I’m trying to find a plausible principle concerning the relationship between voluntary actions and knowledge. There are three candidates:
(A) If S φs voluntarily, then S knew the relevant facts concerning φ-ing.
(B) If S φs voluntarily, then S would φ if S knew the relevant facts about φ-ing.
(C) If S would φ if S knew the relevant facts about φ-ing, then S φs voluntarily.
First, I thought that (A) is not correct, and thus should be revised as (B). (But now I’m not sure) The counterexample that I thought is the following:
Jack went to the zoo. He saw a building and was wondering what were inside. Thinking that there might be something interesting, he entered the building. But it turned out that the building displayed various kinds of snakes. Since Jack had been scared of snakes, he went out immediately and said, “I would never have entered the building if I had known that the snakes were inside.”
Let ‘φ’ be ‘entering the building’ and ‘p’ be ‘the snakes are around the building.’ It seems that Jack entered the building voluntarily, but he did not know that the snakes were around in the building. (Jack φs voluntarily, but did not know that p)
Someone pointed out that p is not a relevant fact for φ-ing, though. His point was: “let ‘ψ’ be ‘entering the snake house.’ P is a relevant fact for ψ-ing, but not a relevant fact for φ-ing. Thus, the above example is no good: Jack φs voluntarily, but p is not a relevant fact for φ-ing; p is a relevant fact for ψ-ing, but Jack does not ψ voluntarily.”

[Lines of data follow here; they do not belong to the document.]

//! Cached row model.
//!
//! Every line pulled into the cache becomes a [`Row`]: either a field row (split
//! into columns, possibly reformatted) or an ignored row kept as raw text. Rows
//! carry their search match state and remember the byte offset of their line.

use crate::pattern::SearchPattern;
use regex::Regex;
use std::ops::Range;

pub mod format;

pub use format::{Coercion, FormatRule, FORMAT_ERROR};

/// Where the active pattern matched inside one field.
#[derive(Debug, Clone, PartialEq, Eq)]
pub enum FieldMatch {
    /// Byte range inside the displayed field text
    Span(Range<usize>),
    /// Matched only the pre-format text; the whole displayed field is marked
    Whole,
}

/// A line split into display fields.
#[derive(Debug, Clone, PartialEq, Eq)]
pub struct FieldRow {
    fields: Vec<String>,
    /// Field texts before formatting, present when any format rule applied
    originals: Option<Vec<String>>,
    matches: Vec<Option<FieldMatch>>,
    has_match: bool,
    highlighted: bool,
    offset: u64,
}

impl FieldRow {
    pub fn new(fields: Vec<String>, originals: Option<Vec<String>>, offset: u64) -> Self {
        Self {
            fields,
            originals,
            matches: Vec::new(),
            has_match: false,
            highlighted: false,
            offset,
        }
    }

    pub fn fields(&self) -> &[String] {
        &self.fields
    }

    pub fn originals(&self) -> Option<&[String]> {
        self.originals.as_deref()
    }

    pub fn field_match(&self, index: usize) -> Option<&FieldMatch> {
        self.matches.get(index).and_then(Option::as_ref)
    }

    pub fn set_highlighted(&mut self, highlighted: bool) {
        self.highlighted = highlighted;
    }

    fn apply_pattern(&mut self, pattern: &SearchPattern) -> bool {
        let originals = self.originals.as_deref();
        self.matches = self
            .fields
            .iter()
            .enumerate()
            .map(|(i, field)| {
                if let Some(span) = pattern.find_in(field) {
                    return Some(FieldMatch::Span(span));
                }
                originals
                    .and_then(|orig| orig.get(i))
                    .filter(|orig| pattern.find_in(orig).is_some())
                    .map(|_| FieldMatch::Whole)
            })
            .collect();
        self.has_match = self.matches.iter().any(Option::is_some);
        self.has_match
    }

    fn clear_match(&mut self) {
        self.matches.clear();
        self.has_match = false;
    }
}

/// A line excluded from column layout by an ignore rule.
#[derive(Debug, Clone, PartialEq, Eq)]
pub struct IgnoredRow {
    text: String,
    /// First match of the active pattern in the raw line
    span: Option<Range<usize>>,
    offset: u64,
}

impl IgnoredRow {
    pub fn new(text: String, offset: u64) -> Self {
        Self {
            text,
            span: None,
            offset,
        }
    }

    pub fn text(&self) -> &str {
        &self.text
    }

    pub fn match_span(&self) -> Option<&Range<usize>> {
        self.span.as_ref()
    }
}

/// One cached line.
#[derive(Debug, Clone, PartialEq, Eq)]
pub enum Row {
    Fields(FieldRow),
    Ignored(IgnoredRow),
}

impl Row {
    /// Byte offset of the start of this row's line.
    pub fn offset(&self) -> u64 {
        match self {
            Row::Fields(row) => row.offset,
            Row::Ignored(row) => row.offset,
        }
    }

    pub fn has_match(&self) -> bool {
        match self {
            Row::Fields(row) => row.has_match,
            Row::Ignored(row) => row.span.is_some(),
        }
    }

    /// Ignored rows are never highlighted.
    pub fn is_highlighted(&self) -> bool {
        match self {
            Row::Fields(row) => row.highlighted,
            Row::Ignored(_) => false,
        }
    }

    pub fn is_ignored(&self) -> bool {
        matches!(self, Row::Ignored(_))
    }

    /// Recompute match state against `pattern`; returns whether the row matches.
    pub fn apply_pattern(&mut self, pattern: &SearchPattern) -> bool {
        match self {
            Row::Fields(row) => row.apply_pattern(pattern),
            Row::Ignored(row) => {
                row.span = pattern.find_in(&row.text);
                row.span.is_some()
            }
        }
    }

    pub fn clear_match(&mut self) {
        match self {
            Row::Fields(row) => row.clear_match(),
            Row::Ignored(row) => row.span = None,
        }
    }
}

/// How a line is cut into fields.
#[derive(Debug, Clone, Default)]
pub enum Splitter {
    /// Runs of whitespace; leading whitespace produces no empty field
    #[default]
    Whitespace,
    /// Regex separator; a leading empty field is kept, trailing empty ones dropped
    Pattern(Regex),
}

impl Splitter {
    pub fn split(&self, line: &str) -> Vec<String> {
        match self {
            Splitter::Whitespace => line.split_whitespace().map(str::to_string).collect(),
            Splitter::Pattern(regex) => {
                let mut fields: Vec<String> = regex.split(line).map(str::to_string).collect();
                while fields.last().is_some_and(String::is_empty) {
                    fields.pop();
                }
                fields
            }
        }
    }

    pub fn pattern(&self) -> Option<&Regex> {
        match self {
            Splitter::Whitespace => None,
            Splitter::Pattern(regex) => Some(regex),
        }
    }
}

impl PartialEq for Splitter {
    fn eq(&self, other: &Self) -> bool {
        self.pattern().map(Regex::as_str) == other.pattern().map(Regex::as_str)
    }
}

This objection makes me wonder: “Are φ and ψ are two different actions? Or, are they just different descriptions of one and the same action?” One may think that they are two different actions, and says: “We do not want to say that Oedipus killed his father voluntarily although we want to say that he voluntarily killed the obnoxious old man on the road. Oedipus’s killing his father and his killing the obnoxious old man must be two different actions, because if they are one and the same action, how could one action be voluntary and involuntary at the same time? In the same manner, φ and ψ are two different actions.”
However, it seems to me, intuitively, that φ and ψ are one and the same action. We’re just describing one action differently. About the Oedipus case, I think that it is okay to say that Oedipus killed his father voluntarily. Of course, he would not have killed the old man if he had known that the old man was his father. But still, at the time of killing, he was acting at his own will. Similarly, I think it is okay to say that Jack went to the snake house voluntarily.
So the question is this: let’s say that φ and ψ are one and the same action. Is p a relevant fact for
that action (no matter how we describe it - i.e. whether we describe it as φ or as ψ)? (Similarly, in Oedipus case, is the fact that the old man was Oedipus’s father relevant for his action of killing (no matter how we describe it)?) Why or why not?